You could have shot an episode of the future Netflix series “Camo Is the New Black,” which I will someday write and produce, in that restaurant.
It isn’t just your clothing that gives you away. It’s how you wear your hair, how fastidiously (or not) you’re groomed, and, honestly, just the way you carry yourself and speak. There are studies that back this up.
This is how we know whether someone is One of Us and whether they’d be acceptable to befriend, date or hire.
I had a bumper sticker once.
As a young mom, I stuck one on on my car that said something like “Affordable healthcare begins with breastfeeding.”

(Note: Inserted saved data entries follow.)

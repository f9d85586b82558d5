//! Compilation of token streams into programs.
//!
//! Literals are resolved against a symbol table of at most six distinct
//! names, ordered according to a [`SymbolOrder`]. The token stream is then
//! rearranged into reverse Polish notation with a shunting-yard pass and
//! finally lowered to a straight-line [`Program`], one instruction per
//! operator.

use thiserror::Error;

use crate::lexer::{Token, TokenType};
use crate::op::Op;
use crate::program::{Instruction, Program, VARIABLE_LIMIT};

/// How variable names map to input indices.
#[derive(Debug, Copy, Clone, Eq, PartialEq, Default)]
pub enum SymbolOrder {
    /// Alphabetical (the default).
    #[default]
    LexAscending,
    /// Reverse alphabetical.
    LexDescending,
    /// First appearance in the expression.
    AppearanceAscending,
    /// Reverse order of first appearance.
    AppearanceDescending,
}

impl SymbolOrder {
    /// Parses the CLI code for an order: `l`/`la`, `ld`, `a`/`aa`, `ad`.
    pub fn from_code(code: &str) -> Option<Self> {
        match code.to_ascii_lowercase().as_str() {
            "l" | "la" => Some(SymbolOrder::LexAscending),
            "ld" => Some(SymbolOrder::LexDescending),
            "a" | "aa" => Some(SymbolOrder::AppearanceAscending),
            "ad" => Some(SymbolOrder::AppearanceDescending),
            _ => None,
        }
    }
}

#[derive(Debug, Error, Eq, PartialEq)]
pub enum CompileError {
    #[error("too many variables (at most {VARIABLE_LIMIT} allowed)")]
    TooManyVariables,
    #[error("expression does not contain any variables")]
    NoVariables,
    #[error("syntax error: mismatched parentheses")]
    MismatchedParentheses,
    #[error("syntax error: malformed expression")]
    Malformed,
}

/// Binding strength of each operator; lower binds tighter. Literals and
/// parentheses sit outside the operator ordering at 0.
const fn precedence(kind: TokenType) -> u32 {
    match kind {
        TokenType::Literal | TokenType::ParensOpen | TokenType::ParensClose => 0,
        TokenType::Not => 1,
        TokenType::Nxor => 2,
        TokenType::And => 3,
        TokenType::Nand => 4,
        TokenType::Andn => 5,
        TokenType::Xor => 6,
        TokenType::Or => 7,
        TokenType::Nor => 8,
        TokenType::Cons => 9,
    }
}

/// The operation an operator token lowers to.
fn operation(kind: TokenType) -> Option<Op> {
    match kind {
        TokenType::Not => Some(Op::NotA),
        TokenType::And => Some(Op::And),
        TokenType::Nand => Some(Op::Nand),
        TokenType::Or => Some(Op::Or),
        TokenType::Nor => Some(Op::Nor),
        TokenType::Xor => Some(Op::Xor),
        TokenType::Nxor => Some(Op::Nxor),
        TokenType::Cons => Some(Op::ConsAb),
        TokenType::Andn => Some(Op::AndnAb),
        _ => None,
    }
}

/// Anything token-shaped the shunting yard can reorder.
trait HasKind: Clone {
    fn kind(&self) -> TokenType;
}

impl HasKind for Token {
    fn kind(&self) -> TokenType {
        self.kind
    }
}

/// A token with its literal resolved to an input index.
#[derive(Debug, Copy, Clone)]
struct ParserToken {
    kind: TokenType,
    operand: u8,
}

impl HasKind for ParserToken {
    fn kind(&self) -> TokenType {
        self.kind
    }
}

fn shunting_yard<T: HasKind>(tokens: &[T]) -> Result<Vec<T>, CompileError> {
    let mut output: Vec<T> = Vec::with_capacity(tokens.len());
    let mut stack: Vec<T> = Vec::new();

    for token in tokens {
        match token.kind() {
            TokenType::Literal => output.push(token.clone()),
            // Prefix negation binds to the next operand; it leaves the stack
            // when its operand is complete.
            TokenType::Not | TokenType::ParensOpen => stack.push(token.clone()),
            TokenType::ParensClose => {
                loop {
                    let Some(top) = stack.pop() else {
                        return Err(CompileError::MismatchedParentheses);
                    };
                    if top.kind() == TokenType::ParensOpen {
                        break;
                    }
                    output.push(top);
                }
                if stack.last().map(T::kind) == Some(TokenType::Not) {
                    output.extend(stack.pop());
                }
            }
            _ => {
                while stack
                    .last()
                    .map(T::kind)
                    .is_some_and(|k| (1..=precedence(token.kind())).contains(&precedence(k)))
                {
                    output.extend(stack.pop());
                }
                stack.push(token.clone());
            }
        }
    }

    while let Some(top) = stack.pop() {
        if top.kind() == TokenType::ParensOpen {
            return Err(CompileError::MismatchedParentheses);
        }
        output.push(top);
    }
    Ok(output)
}

/// Reorders a token stream into reverse Polish notation.
pub fn to_reverse_polish(tokens: &[Token]) -> Result<Vec<Token>, CompileError> {
    shunting_yard(tokens)
}

fn compile_from_polish(
    program: &mut Program,
    polish: &[ParserToken],
) -> Result<(), CompileError> {
    let mut stack: Vec<u8> = Vec::new();
    for token in polish {
        if token.kind == TokenType::Literal {
            stack.push(token.operand);
            continue;
        }
        let op = operation(token.kind).ok_or(CompileError::Malformed)?;
        let result = (program.len() + VARIABLE_LIMIT) as u8;
        if op.is_unary() {
            let top = stack.last_mut().ok_or(CompileError::Malformed)?;
            let a = std::mem::replace(top, result);
            program.push(Instruction::new(op, a, 0));
        } else {
            let b = stack.pop().ok_or(CompileError::Malformed)?;
            let top = stack.last_mut().ok_or(CompileError::Malformed)?;
            let a = std::mem::replace(top, result);
            program.push(Instruction::new(op, a, b));
        }
    }

    // A bare literal compiles to an identity move so that the program is
    // never empty.
    if program.is_empty() {
        let operand = *stack.last().ok_or(CompileError::Malformed)?;
        program.push(Instruction::new(Op::A, operand, 0));
    }

    if stack.len() != 1 {
        return Err(CompileError::Malformed);
    }
    Ok(())
}

/// Compiles a token stream into a program, resolving literals according to
/// `order`.
pub fn compile(tokens: &[Token], order: SymbolOrder) -> Result<Program, CompileError> {
    let mut names: Vec<&str> = Vec::new();
    for token in tokens.iter().filter(|t| t.kind == TokenType::Literal) {
        if !names.contains(&token.value.as_str()) {
            if names.len() == VARIABLE_LIMIT {
                return Err(CompileError::TooManyVariables);
            }
            names.push(&token.value);
        }
    }
    if names.is_empty() {
        return Err(CompileError::NoVariables);
    }

    match order {
        SymbolOrder::AppearanceAscending => {}
        SymbolOrder::AppearanceDescending => names.reverse(),
        SymbolOrder::LexAscending => names.sort_unstable(),
        SymbolOrder::LexDescending => {
            names.sort_unstable();
            names.reverse();
        }
    }

    let index_of = |name: &str| {
        names
            .iter()
            .position(|&n| n == name)
            .expect("every literal was collected") as u8
    };
    let parser_tokens: Vec<ParserToken> = tokens
        .iter()
        .map(|t| ParserToken {
            kind: t.kind,
            operand: if t.kind == TokenType::Literal {
                index_of(&t.value)
            } else {
                0
            },
        })
        .collect();

    let mut program = Program::new(names.len());
    for (slot, name) in program.symbols.iter_mut().zip(&names) {
        *slot = (*name).to_string();
    }

    let polish = shunting_yard(&parser_tokens)?;
    compile_from_polish(&mut program, &polish)
        .map(|()| program)
}

#[cfg(test)]
mod tests {
    use super::*;
    use crate::lexer::tokenize;

    fn compiled(expr: &str, order: SymbolOrder) -> Program {
        compile(&tokenize(expr).unwrap(), order).unwrap()
    }

    fn polish_of(expr: &str) -> String {
        let polish = to_reverse_polish(&tokenize(expr).unwrap()).unwrap();
        polish
            .iter()
            .map(|t| t.value.as_str())
            .collect::<Vec<_>>()
            .join(" ")
    }

    #[test]
    fn test_polish_precedence() {
        assert_eq!(polish_of("a * b + c"), "a b * c +");
        assert_eq!(polish_of("a + b * c"), "a b c * +");
        assert_eq!(polish_of("(a + b) * c"), "a b + c *");
    }

    #[test]
    fn test_polish_negation() {
        assert_eq!(polish_of("~a * b"), "a ~ b *");
        assert_eq!(polish_of("~(a + b)"), "a b + ~");
        assert_eq!(polish_of("!!a"), "a ! !");
    }

    #[test]
    fn test_polish_mismatched_parentheses() {
        let tokens = tokenize("(a + b").unwrap();
        assert_eq!(
            to_reverse_polish(&tokens),
            Err(CompileError::MismatchedParentheses)
        );
        let tokens = tokenize("a + b)").unwrap();
        assert_eq!(
            to_reverse_polish(&tokens),
            Err(CompileError::MismatchedParentheses)
        );
    }

    #[test]
    fn test_compile_and() {
        let program = compiled("a * b", SymbolOrder::LexAscending);
        assert_eq!(program.variables, 2);
        assert_eq!(program.instructions(), &[Instruction::new(Op::And, 0, 1)]);
        assert_eq!(program.compute_truth_table().f, 0b1000);
    }

    #[test]
    fn test_compile_xor_chain() {
        let program = compiled("a ^ b ^ c", SymbolOrder::LexAscending);
        assert_eq!(
            program.instructions(),
            &[
                Instruction::new(Op::Xor, 0, 1),
                Instruction::new(Op::Xor, 6, 2),
            ]
        );
        assert_eq!(program.compute_truth_table().f, 0b1001_0110);
    }

    #[test]
    fn test_compile_single_literal() {
        let program = compiled("a", SymbolOrder::LexAscending);
        assert_eq!(program.instructions(), &[Instruction::new(Op::A, 0, 0)]);
        assert_eq!(program.compute_truth_table().f, 0b10);
    }

    #[test]
    fn test_compile_negated_group() {
        let program = compiled("~(a + b)", SymbolOrder::LexAscending);
        assert_eq!(
            program.instructions(),
            &[
                Instruction::new(Op::Or, 0, 1),
                Instruction::new(Op::NotA, 6, 0),
            ]
        );
        assert_eq!(program.compute_truth_table().f, 0b0001);
    }

    #[test]
    fn test_compile_implication() {
        let program = compiled("a => b", SymbolOrder::LexAscending);
        assert_eq!(
            program.instructions(),
            &[Instruction::new(Op::ConsAb, 0, 1)]
        );
        // !a | b
        assert_eq!(program.compute_truth_table().f, 0b1011);
    }

    #[test]
    fn test_symbol_orders() {
        let lex = compiled("b + a", SymbolOrder::LexAscending);
        assert_eq!(lex.symbols[0], "a");
        assert_eq!(lex.symbols[1], "b");
        assert_eq!(lex.instructions(), &[Instruction::new(Op::Or, 1, 0)]);

        let appearance = compiled("b + a", SymbolOrder::AppearanceAscending);
        assert_eq!(appearance.symbols[0], "b");
        assert_eq!(appearance.symbols[1], "a");
        assert_eq!(appearance.instructions(), &[Instruction::new(Op::Or, 0, 1)]);

        let lex_desc = compiled("b + a", SymbolOrder::LexDescending);
        assert_eq!(lex_desc.symbols[0], "b");

        let appearance_desc = compiled("b + a", SymbolOrder::AppearanceDescending);
        assert_eq!(appearance_desc.symbols[0], "a");
    }

    #[test]
    fn test_symbol_order_does_not_change_meaning() {
        for order in [
            SymbolOrder::LexAscending,
            SymbolOrder::LexDescending,
            SymbolOrder::AppearanceAscending,
            SymbolOrder::AppearanceDescending,
        ] {
            let program = compiled("x * y + z", order);
            // Renaming inputs permutes rows but keeps their count: five
            // satisfied rows for (x & y) | z under any order.
            assert_eq!(program.compute_truth_table().f.count_ones(), 5);
        }
    }

    #[test]
    fn test_too_many_variables() {
        let tokens = tokenize("a + b + c + d + e + f + g").unwrap();
        assert_eq!(
            compile(&tokens, SymbolOrder::LexAscending),
            Err(CompileError::TooManyVariables)
        );
    }

    #[test]
    fn test_six_variables_is_the_limit() {
        let program = compiled("a + b + c + d + e + f", SymbolOrder::LexAscending);
        assert_eq!(program.variables, 6);
        assert_eq!(program.len(), 5);
    }

    #[test]
    fn test_no_variables() {
        let tokens = tokenize("()").unwrap();
        assert_eq!(
            compile(&tokens, SymbolOrder::LexAscending),
            Err(CompileError::NoVariables)
        );
    }

    #[test]
    fn test_malformed_expressions() {
        for expr in ["a b", "a +", "+ a", "a + + b"] {
            let tokens = tokenize(expr).unwrap();
            assert!(
                compile(&tokens, SymbolOrder::LexAscending).is_err(),
                "{expr:?} should not compile"
            );
        }
    }
}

An old woman scolded me in the parking lot of Aldi. She was from the generation that had been sold on bottles and cow’s milk for babies, and she objected to the idea that her way might not have been the best way. (I call her an old woman, but she probably wasn’t much older than I am now. But if I were to see a young mom with such a bumper sticker now, I’d definitely offer at least a smile.)

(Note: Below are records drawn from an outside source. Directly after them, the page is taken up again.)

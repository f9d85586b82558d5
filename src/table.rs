//! Truth tables with don't-care rows.
//!
//! A table over `V` variables is a pair of 64-bit masks: `f` marks the rows
//! that are required to be true, `t` marks the rows that are *allowed* to be
//! true (required-true plus don't-care). Row `v` is the assignment where
//! input `i` takes bit `i` of `v`.

use thiserror::Error;

use crate::program::VARIABLE_LIMIT;

/// Character marking an unconstrained row in the textual table form.
pub const DONT_CARE: char = 'x';

/// A boolean function specification over up to six variables.
///
/// Invariant: `f` is a subset of `t`. Rows in `t \ f` are don't-cares, rows
/// beyond `2^V` are clear in both masks.
#[derive(Debug, Copy, Clone, Eq, PartialEq, Default)]
pub struct TruthTable {
    /// Table with all don't-cares resolved to false.
    pub f: u64,
    /// Table with all don't-cares resolved to true.
    pub t: u64,
}

/// Reasons a textual truth table is rejected.
#[derive(Debug, Error, Eq, PartialEq)]
pub enum TableParseError {
    #[error("truth table is too long ({0} entries, at most 64 supported)")]
    TooLong(usize),
    #[error("truth table needs at least two entries (one variable), got {0}")]
    TooShort(usize),
    #[error("length of truth table has to be a power of two, is {0}")]
    NotPowerOfTwo(usize),
    #[error("truth table must consist of only '0', '1' and '{DONT_CARE}', found {0:?}")]
    InvalidEntry(char),
}

impl TruthTable {
    /// Parses a table literal over the alphabet `{'0', '1', 'x'}`, with `'.'`
    /// accepted (and ignored) as a visual separator. Position `i` of the
    /// stripped string describes row `i`.
    ///
    /// Returns the table together with its variable count.
    pub fn parse(input: &str) -> Result<(Self, usize), TableParseError> {
        let entries: Vec<char> = input.chars().filter(|&c| c != '.').collect();
        if entries.len() > 64 {
            return Err(TableParseError::TooLong(entries.len()));
        }
        if entries.len() < 2 {
            return Err(TableParseError::TooShort(entries.len()));
        }
        if !entries.len().is_power_of_two() {
            return Err(TableParseError::NotPowerOfTwo(entries.len()));
        }

        let mut f = 0u64;
        let mut t = 0u64;
        for (row, &entry) in entries.iter().enumerate() {
            match entry {
                '0' => {}
                '1' => {
                    f |= 1 << row;
                    t |= 1 << row;
                }
                DONT_CARE => t |= 1 << row,
                other => return Err(TableParseError::InvalidEntry(other)),
            }
        }

        let variables = entries.len().trailing_zeros() as usize;
        Ok((Self { f, t }, variables))
    }

    /// Renders the table back to its literal form, a `'.'` every four rows.
    /// Inverse of [`TruthTable::parse`].
    pub fn render(&self, variables: usize) -> String {
        let mut out = String::new();
        for row in 0..1u64 << variables {
            if row != 0 && row % 4 == 0 {
                out.push('.');
            }
            out.push(match (self.f >> row & 1 != 0, self.t >> row & 1 != 0) {
                (true, _) => '1',
                (false, true) => DONT_CARE,
                (false, false) => '0',
            });
        }
        out
    }

    /// Rows whose value is unconstrained.
    #[inline]
    pub const fn dont_care(&self) -> u64 {
        self.f ^ self.t
    }

    /// Rows with a fixed required value, resolved to that value.
    #[inline]
    pub const fn mandatory(&self) -> u64 {
        self.f & self.t
    }

    /// The set of variables the required rows actually depend on, as a
    /// `variables`-bit mask.
    ///
    /// Variable `v` is relevant iff some pair of rows differing only in bit
    /// `v` disagrees in the mandatory table. Don't-care rows count as false
    /// here, matching [`TruthTable::mandatory`].
    pub fn relevancy(&self, variables: usize) -> u64 {
        debug_assert!(variables <= VARIABLE_LIMIT);
        let mandatory = self.mandatory();
        let mut result = 0;
        for v in 0..variables {
            let (lo, hi) = split_bits_alternating(mandatory, v);
            result |= u64::from(lo != hi) << v;
        }
        result
    }
}

/// Splits `bits` into two compacted halves by bit `magnitude` of each bit's
/// index: bit `i` goes to the first half when `i >> magnitude & 1 == 0`, to
/// the second otherwise, preserving order within each half.
///
/// The `k`-th bit of one half and the `k`-th bit of the other then describe a
/// pair of rows differing only in variable `magnitude`.
fn split_bits_alternating(bits: u64, magnitude: usize) -> (u64, u64) {
    let mut result = [0u64; 2];
    let mut count = [0u32; 2];
    for i in 0..64 {
        let bit = bits >> i & 1;
        let choice = (i >> magnitude & 1) as usize;
        result[choice] |= bit << count[choice];
        count[choice] += 1;
    }
    (result[0], result[1])
}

Every now and then you find yourself in a self-sorted situation in which all the people who obviously think very much as you do come together. Some years ago, we belonged to one of those Community Supported Agriculture co-ops. You’d pay upfront in early spring and then every week you’d get a box of whatever was in season. (It was a little out of our budget, so we haven’t done it again, but not for lack of interest). At the end of the season, we all got together to tour the organic farm and share a potluck.
It was like a dream.
I relaxed, secure in the company of people with whom I agreed about almost everything. I’m not often surrounded by people like that. I live in a community where the red meat eaters in MAGA hats definitely outnumber the vegetarians carrying Patagonia tote bags. (And it strikes me that many people in my community feel that glorious fitting-in feeling all the time. I can’t afford to live in the kind of community where I’d feel at home to that degree.)
So why am I completely OK with oversharing online but not on the road?
On the road, I am not going to have any kind of productive encounters.
The person in the next lane is not going to roll down his window and yell, “Hey, I saw your bumper stickers and I think we should become friends! Follow me home!”
But online?
Not long ago, a woman sent me a message and friend request on Facebook. She’d seen that we’re both married to Dutch guys and had a few other notable things in common. I checked her profile, noted that we appeared to be kindred souls, and said yes.
I can only imagine what a relief it is for our husbands to be able to speak Dutch together regularly. Without my penchant for oversharing on social media, we wouldn’t have found each other.
Gone, for most of us, are the days when we had lots of extended family living nearby with whom we could have big weekly get-togethers. (I’m jealous of those who do.)
Most of us will have to find our “family” where we can, and in today’s world, that might mean looking online. If you scroll social media, you will indeed find like-minded people who nicely sort themselves into categories. We have met a number of people via social media.
Let your freak flag fly online all you want, but keep that shit secret when you’re on the road. That’s my advice.